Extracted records
'''

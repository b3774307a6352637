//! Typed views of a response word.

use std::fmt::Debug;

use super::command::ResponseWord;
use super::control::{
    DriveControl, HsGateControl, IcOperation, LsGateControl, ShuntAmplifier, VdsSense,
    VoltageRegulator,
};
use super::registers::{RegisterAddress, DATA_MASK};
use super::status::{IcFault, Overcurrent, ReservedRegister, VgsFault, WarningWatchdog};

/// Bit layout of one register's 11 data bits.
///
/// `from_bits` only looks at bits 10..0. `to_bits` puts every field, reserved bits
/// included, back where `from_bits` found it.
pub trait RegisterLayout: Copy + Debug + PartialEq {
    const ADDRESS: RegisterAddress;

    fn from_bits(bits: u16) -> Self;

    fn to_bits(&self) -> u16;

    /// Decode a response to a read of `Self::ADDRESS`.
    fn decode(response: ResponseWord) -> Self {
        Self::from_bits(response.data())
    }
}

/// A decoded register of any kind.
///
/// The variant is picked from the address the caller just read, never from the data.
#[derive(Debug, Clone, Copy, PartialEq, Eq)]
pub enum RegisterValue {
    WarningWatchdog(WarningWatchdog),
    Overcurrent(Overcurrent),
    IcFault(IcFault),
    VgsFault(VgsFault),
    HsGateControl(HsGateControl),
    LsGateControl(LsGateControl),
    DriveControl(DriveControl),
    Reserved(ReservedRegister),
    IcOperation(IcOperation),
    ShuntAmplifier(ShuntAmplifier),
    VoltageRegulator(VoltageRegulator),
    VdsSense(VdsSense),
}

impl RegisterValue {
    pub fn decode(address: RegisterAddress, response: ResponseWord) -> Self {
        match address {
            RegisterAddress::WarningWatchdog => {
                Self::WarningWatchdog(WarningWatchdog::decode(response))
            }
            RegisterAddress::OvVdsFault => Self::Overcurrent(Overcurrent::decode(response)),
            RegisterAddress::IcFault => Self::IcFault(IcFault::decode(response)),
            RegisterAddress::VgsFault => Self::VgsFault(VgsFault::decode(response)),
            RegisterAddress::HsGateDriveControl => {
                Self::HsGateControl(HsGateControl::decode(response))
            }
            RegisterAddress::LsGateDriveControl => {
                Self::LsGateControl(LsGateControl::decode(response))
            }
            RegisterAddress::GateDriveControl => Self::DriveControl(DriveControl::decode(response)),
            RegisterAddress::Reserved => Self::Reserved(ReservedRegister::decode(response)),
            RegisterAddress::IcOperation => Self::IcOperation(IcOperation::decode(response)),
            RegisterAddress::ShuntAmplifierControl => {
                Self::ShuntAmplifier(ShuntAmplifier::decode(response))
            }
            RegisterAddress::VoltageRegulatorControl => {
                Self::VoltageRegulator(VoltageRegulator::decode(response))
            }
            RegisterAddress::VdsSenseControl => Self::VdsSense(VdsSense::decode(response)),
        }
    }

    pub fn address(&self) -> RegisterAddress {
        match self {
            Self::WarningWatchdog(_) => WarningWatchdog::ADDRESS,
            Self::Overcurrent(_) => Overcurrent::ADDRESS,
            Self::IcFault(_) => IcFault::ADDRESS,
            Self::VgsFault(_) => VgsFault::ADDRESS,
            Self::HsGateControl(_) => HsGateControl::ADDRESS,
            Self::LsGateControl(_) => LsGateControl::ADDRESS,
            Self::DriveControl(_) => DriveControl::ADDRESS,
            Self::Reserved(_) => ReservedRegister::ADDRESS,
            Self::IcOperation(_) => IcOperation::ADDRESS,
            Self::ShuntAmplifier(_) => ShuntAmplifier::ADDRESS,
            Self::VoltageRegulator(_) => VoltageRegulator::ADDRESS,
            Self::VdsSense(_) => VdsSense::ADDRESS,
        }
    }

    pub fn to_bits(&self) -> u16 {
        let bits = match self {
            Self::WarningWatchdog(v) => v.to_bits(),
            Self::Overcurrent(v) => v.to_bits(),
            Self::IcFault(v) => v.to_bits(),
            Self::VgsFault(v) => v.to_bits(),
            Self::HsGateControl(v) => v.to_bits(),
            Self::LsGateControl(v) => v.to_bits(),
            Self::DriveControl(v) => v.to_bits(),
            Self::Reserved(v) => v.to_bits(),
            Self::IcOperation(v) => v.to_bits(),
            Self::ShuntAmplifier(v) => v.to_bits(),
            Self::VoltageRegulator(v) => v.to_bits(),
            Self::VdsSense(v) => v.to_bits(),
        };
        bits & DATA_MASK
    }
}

'''

■ How to complete this task
Among the entries above, how many lines include "ResponseWord"? State the number and nothing else.

■ Response
3